### [PROVIDED INFORMATION]
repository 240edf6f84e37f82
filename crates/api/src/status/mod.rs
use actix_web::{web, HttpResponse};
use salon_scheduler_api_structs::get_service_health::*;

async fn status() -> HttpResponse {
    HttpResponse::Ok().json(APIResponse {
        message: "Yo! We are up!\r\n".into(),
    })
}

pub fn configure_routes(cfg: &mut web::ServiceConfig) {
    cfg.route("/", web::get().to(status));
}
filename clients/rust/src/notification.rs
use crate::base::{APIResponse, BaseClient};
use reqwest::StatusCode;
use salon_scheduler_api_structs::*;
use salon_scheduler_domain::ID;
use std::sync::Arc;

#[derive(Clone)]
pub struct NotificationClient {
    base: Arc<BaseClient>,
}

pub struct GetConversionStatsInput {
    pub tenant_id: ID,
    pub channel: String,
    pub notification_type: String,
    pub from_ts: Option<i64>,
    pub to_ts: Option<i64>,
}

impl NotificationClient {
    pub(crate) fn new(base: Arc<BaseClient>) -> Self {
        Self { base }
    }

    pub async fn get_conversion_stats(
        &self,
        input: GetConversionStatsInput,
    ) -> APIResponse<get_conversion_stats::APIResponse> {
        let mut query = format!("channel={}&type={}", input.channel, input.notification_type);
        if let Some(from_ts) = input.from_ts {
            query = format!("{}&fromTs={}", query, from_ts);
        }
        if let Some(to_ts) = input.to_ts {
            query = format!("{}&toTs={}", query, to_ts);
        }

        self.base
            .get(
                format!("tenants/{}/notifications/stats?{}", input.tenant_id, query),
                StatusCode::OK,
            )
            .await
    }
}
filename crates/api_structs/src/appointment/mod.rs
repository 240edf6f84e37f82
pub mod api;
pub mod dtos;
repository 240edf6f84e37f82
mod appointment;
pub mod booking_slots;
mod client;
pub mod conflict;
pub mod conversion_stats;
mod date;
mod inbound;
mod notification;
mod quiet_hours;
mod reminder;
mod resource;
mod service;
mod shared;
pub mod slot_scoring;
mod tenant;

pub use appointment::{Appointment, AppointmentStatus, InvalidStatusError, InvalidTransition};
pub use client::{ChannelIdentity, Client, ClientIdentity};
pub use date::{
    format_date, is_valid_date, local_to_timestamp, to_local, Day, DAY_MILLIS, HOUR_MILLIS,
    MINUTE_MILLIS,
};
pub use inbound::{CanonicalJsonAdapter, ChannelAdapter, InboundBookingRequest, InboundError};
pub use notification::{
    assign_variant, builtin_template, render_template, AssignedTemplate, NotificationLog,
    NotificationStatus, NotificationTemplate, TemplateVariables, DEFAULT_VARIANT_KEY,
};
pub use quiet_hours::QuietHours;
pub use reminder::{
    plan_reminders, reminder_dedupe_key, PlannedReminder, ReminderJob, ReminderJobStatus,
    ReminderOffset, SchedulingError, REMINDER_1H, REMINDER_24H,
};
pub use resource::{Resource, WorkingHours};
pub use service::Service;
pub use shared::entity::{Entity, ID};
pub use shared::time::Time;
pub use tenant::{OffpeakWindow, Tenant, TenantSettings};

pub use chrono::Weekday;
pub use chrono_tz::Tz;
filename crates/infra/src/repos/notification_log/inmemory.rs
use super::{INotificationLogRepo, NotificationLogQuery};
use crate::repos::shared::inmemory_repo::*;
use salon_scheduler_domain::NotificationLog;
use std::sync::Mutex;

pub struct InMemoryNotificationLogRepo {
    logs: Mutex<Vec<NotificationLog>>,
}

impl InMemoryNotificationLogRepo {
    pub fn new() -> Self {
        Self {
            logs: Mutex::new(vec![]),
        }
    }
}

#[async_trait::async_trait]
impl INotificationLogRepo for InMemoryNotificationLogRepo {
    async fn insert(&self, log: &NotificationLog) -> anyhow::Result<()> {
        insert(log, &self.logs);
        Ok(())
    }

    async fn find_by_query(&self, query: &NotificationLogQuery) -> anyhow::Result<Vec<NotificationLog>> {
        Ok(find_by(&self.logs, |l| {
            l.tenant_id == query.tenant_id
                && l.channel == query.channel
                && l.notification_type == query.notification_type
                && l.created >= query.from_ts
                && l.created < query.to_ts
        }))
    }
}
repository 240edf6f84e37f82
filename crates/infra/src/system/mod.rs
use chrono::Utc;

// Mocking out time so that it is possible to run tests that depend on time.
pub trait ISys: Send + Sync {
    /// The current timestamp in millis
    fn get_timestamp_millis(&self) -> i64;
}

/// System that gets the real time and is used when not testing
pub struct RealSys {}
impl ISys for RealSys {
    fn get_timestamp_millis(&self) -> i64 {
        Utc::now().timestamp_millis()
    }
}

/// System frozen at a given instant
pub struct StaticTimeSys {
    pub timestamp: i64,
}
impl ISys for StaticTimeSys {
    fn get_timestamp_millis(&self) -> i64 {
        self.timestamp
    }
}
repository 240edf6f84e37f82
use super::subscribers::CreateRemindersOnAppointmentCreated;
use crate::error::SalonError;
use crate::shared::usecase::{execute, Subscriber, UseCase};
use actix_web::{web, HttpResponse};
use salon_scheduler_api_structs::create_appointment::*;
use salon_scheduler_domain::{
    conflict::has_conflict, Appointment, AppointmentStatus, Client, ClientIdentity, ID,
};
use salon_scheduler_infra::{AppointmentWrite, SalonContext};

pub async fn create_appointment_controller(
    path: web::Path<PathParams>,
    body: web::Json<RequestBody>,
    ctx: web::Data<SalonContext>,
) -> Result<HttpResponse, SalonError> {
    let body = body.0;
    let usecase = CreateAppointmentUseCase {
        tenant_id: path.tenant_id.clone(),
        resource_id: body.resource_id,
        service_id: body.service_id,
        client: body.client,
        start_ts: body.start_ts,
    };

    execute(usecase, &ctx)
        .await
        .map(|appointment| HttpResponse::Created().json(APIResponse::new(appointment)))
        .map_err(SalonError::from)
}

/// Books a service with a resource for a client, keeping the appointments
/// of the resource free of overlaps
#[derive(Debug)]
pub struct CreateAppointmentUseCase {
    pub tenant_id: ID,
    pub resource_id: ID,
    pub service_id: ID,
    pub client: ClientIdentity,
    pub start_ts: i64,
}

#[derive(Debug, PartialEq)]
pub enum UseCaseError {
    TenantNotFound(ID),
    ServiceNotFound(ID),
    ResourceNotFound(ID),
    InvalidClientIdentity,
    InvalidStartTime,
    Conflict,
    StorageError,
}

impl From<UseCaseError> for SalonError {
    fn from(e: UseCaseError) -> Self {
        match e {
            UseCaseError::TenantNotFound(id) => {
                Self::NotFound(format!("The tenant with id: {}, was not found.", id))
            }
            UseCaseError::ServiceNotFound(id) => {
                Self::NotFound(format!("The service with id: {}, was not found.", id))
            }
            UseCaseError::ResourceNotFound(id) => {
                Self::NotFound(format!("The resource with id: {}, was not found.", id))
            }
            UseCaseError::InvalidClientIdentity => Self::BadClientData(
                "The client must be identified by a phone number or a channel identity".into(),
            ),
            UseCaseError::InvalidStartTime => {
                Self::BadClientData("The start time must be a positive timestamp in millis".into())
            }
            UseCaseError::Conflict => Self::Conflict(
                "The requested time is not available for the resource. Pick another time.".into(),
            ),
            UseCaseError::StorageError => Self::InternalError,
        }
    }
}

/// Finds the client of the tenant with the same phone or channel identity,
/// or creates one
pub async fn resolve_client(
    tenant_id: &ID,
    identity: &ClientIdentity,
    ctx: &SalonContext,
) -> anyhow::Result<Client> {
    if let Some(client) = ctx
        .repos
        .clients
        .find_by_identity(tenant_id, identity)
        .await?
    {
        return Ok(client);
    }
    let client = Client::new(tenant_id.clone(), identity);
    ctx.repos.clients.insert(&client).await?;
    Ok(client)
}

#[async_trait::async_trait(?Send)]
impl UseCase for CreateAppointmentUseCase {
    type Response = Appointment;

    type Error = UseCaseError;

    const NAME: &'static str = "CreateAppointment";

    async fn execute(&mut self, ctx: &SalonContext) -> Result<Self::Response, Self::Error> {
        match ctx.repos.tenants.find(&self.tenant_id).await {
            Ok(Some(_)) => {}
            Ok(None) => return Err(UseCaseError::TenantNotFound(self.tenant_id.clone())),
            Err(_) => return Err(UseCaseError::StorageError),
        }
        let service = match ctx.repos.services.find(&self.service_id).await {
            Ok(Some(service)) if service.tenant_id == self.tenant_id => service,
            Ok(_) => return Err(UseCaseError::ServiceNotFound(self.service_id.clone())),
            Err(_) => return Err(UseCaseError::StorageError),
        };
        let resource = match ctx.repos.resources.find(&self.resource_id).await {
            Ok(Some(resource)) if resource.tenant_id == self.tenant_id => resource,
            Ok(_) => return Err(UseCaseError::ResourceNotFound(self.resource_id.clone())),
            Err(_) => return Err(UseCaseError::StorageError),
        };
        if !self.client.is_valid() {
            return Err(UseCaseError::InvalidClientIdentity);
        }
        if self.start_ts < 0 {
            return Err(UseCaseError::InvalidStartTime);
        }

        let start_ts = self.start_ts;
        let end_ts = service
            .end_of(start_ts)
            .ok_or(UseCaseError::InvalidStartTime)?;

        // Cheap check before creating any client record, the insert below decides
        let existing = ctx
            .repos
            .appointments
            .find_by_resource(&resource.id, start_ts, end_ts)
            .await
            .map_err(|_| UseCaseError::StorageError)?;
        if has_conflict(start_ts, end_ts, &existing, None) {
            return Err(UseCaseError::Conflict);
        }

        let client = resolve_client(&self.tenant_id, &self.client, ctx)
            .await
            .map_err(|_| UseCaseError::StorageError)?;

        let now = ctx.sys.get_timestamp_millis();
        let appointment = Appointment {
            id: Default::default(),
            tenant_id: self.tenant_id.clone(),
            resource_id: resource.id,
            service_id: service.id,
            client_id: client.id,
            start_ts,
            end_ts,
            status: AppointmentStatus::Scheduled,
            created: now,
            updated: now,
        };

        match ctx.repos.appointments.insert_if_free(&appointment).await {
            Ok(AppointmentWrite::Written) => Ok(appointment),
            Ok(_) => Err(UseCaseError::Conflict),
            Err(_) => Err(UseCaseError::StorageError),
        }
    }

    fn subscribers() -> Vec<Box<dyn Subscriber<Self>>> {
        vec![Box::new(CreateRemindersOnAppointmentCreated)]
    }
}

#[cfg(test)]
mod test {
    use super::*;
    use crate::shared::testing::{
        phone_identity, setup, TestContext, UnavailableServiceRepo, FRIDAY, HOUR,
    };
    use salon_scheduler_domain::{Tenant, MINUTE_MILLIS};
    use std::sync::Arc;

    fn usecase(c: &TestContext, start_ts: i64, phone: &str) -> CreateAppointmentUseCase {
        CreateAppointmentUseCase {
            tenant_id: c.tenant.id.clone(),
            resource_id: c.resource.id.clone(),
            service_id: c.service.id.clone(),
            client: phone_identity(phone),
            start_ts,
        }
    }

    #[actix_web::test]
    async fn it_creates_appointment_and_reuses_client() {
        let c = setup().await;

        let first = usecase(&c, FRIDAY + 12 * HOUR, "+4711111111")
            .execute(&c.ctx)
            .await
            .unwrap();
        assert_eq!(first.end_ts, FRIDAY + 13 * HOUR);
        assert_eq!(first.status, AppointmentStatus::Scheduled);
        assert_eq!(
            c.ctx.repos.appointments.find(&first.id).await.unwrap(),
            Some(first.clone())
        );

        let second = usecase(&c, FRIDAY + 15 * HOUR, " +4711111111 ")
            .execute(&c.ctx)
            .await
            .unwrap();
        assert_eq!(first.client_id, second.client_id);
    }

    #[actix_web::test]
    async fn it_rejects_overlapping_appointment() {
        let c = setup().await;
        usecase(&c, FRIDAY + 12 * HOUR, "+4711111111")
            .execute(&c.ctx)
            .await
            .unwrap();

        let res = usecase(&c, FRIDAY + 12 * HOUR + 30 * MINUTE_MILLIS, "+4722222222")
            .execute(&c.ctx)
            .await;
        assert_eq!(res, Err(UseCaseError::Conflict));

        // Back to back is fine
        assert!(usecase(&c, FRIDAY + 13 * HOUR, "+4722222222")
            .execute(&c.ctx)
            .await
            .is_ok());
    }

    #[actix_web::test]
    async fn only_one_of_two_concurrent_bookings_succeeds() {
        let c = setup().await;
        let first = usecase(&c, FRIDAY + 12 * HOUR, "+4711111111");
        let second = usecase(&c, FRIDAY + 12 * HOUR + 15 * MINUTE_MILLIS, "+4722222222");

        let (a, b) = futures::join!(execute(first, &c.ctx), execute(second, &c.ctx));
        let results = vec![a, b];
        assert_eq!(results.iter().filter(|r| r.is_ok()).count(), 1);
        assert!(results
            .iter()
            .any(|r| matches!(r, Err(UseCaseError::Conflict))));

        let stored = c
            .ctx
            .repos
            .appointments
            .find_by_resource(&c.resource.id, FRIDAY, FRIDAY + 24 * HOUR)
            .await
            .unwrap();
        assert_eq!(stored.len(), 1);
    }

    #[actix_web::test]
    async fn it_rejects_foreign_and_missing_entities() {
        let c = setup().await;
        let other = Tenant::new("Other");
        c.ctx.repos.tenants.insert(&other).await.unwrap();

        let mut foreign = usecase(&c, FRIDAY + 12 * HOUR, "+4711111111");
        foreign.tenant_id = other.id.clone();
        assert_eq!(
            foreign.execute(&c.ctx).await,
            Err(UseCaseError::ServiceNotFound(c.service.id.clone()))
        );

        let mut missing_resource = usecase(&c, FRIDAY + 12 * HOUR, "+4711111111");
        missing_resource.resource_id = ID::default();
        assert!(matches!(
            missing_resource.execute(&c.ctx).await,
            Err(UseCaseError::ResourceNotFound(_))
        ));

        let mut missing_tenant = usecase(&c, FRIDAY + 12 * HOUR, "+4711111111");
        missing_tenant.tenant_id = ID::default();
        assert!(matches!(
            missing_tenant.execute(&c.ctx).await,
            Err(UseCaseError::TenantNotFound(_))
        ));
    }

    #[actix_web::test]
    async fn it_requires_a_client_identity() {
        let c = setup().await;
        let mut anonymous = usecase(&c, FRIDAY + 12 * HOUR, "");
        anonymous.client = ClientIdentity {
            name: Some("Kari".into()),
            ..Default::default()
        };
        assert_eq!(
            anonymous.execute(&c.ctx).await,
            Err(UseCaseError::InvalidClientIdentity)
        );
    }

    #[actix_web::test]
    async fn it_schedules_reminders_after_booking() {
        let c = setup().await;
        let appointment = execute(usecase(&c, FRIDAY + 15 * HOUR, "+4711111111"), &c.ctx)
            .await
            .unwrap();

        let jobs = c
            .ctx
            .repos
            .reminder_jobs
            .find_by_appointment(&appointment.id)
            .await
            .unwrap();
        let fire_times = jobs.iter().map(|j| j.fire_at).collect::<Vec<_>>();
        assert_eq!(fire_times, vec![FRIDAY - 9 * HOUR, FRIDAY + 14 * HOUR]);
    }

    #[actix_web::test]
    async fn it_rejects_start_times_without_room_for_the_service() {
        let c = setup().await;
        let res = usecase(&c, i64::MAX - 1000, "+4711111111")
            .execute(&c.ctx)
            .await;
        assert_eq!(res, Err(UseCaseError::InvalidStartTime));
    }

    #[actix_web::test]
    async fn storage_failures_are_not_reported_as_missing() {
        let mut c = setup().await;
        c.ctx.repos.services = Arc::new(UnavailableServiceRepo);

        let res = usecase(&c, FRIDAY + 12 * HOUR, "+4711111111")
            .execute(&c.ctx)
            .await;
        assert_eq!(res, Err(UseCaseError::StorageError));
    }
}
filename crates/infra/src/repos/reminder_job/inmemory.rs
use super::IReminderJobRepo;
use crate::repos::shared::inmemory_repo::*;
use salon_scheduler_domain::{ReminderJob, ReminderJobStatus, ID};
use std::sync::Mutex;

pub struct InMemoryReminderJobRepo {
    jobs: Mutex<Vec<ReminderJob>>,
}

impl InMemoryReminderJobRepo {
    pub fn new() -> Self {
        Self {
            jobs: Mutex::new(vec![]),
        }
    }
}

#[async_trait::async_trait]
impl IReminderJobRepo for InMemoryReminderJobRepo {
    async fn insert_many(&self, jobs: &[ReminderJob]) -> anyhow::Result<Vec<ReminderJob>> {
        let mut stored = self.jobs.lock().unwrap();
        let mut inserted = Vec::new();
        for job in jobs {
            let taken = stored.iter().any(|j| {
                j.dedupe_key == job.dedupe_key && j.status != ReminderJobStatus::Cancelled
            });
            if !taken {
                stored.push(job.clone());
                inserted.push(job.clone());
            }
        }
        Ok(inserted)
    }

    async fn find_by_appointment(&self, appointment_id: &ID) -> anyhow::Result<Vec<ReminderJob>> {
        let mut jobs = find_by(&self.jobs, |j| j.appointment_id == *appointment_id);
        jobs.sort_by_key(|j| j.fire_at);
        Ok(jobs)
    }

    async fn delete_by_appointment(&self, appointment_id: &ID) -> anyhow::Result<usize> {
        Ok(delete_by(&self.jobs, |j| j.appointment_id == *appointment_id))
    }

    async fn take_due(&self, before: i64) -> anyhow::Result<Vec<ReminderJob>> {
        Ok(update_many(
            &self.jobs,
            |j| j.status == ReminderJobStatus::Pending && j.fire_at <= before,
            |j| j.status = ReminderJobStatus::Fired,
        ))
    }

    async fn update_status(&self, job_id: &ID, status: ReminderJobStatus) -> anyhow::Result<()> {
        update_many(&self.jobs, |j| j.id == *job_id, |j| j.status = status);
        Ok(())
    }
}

### [TASK ITEM]
Where a line in the entries holds "impl", copy that line.

### [WRITTEN RESPONSE]
impl NotificationClient {
impl InMemoryNotificationLogRepo {
impl INotificationLogRepo for InMemoryNotificationLogRepo {
impl ISys for RealSys {
impl ISys for StaticTimeSys {
impl From<UseCaseError> for SalonError {
impl UseCase for CreateAppointmentUseCase {
impl InMemoryReminderJobRepo {
impl IReminderJobRepo for InMemoryReminderJobRepo {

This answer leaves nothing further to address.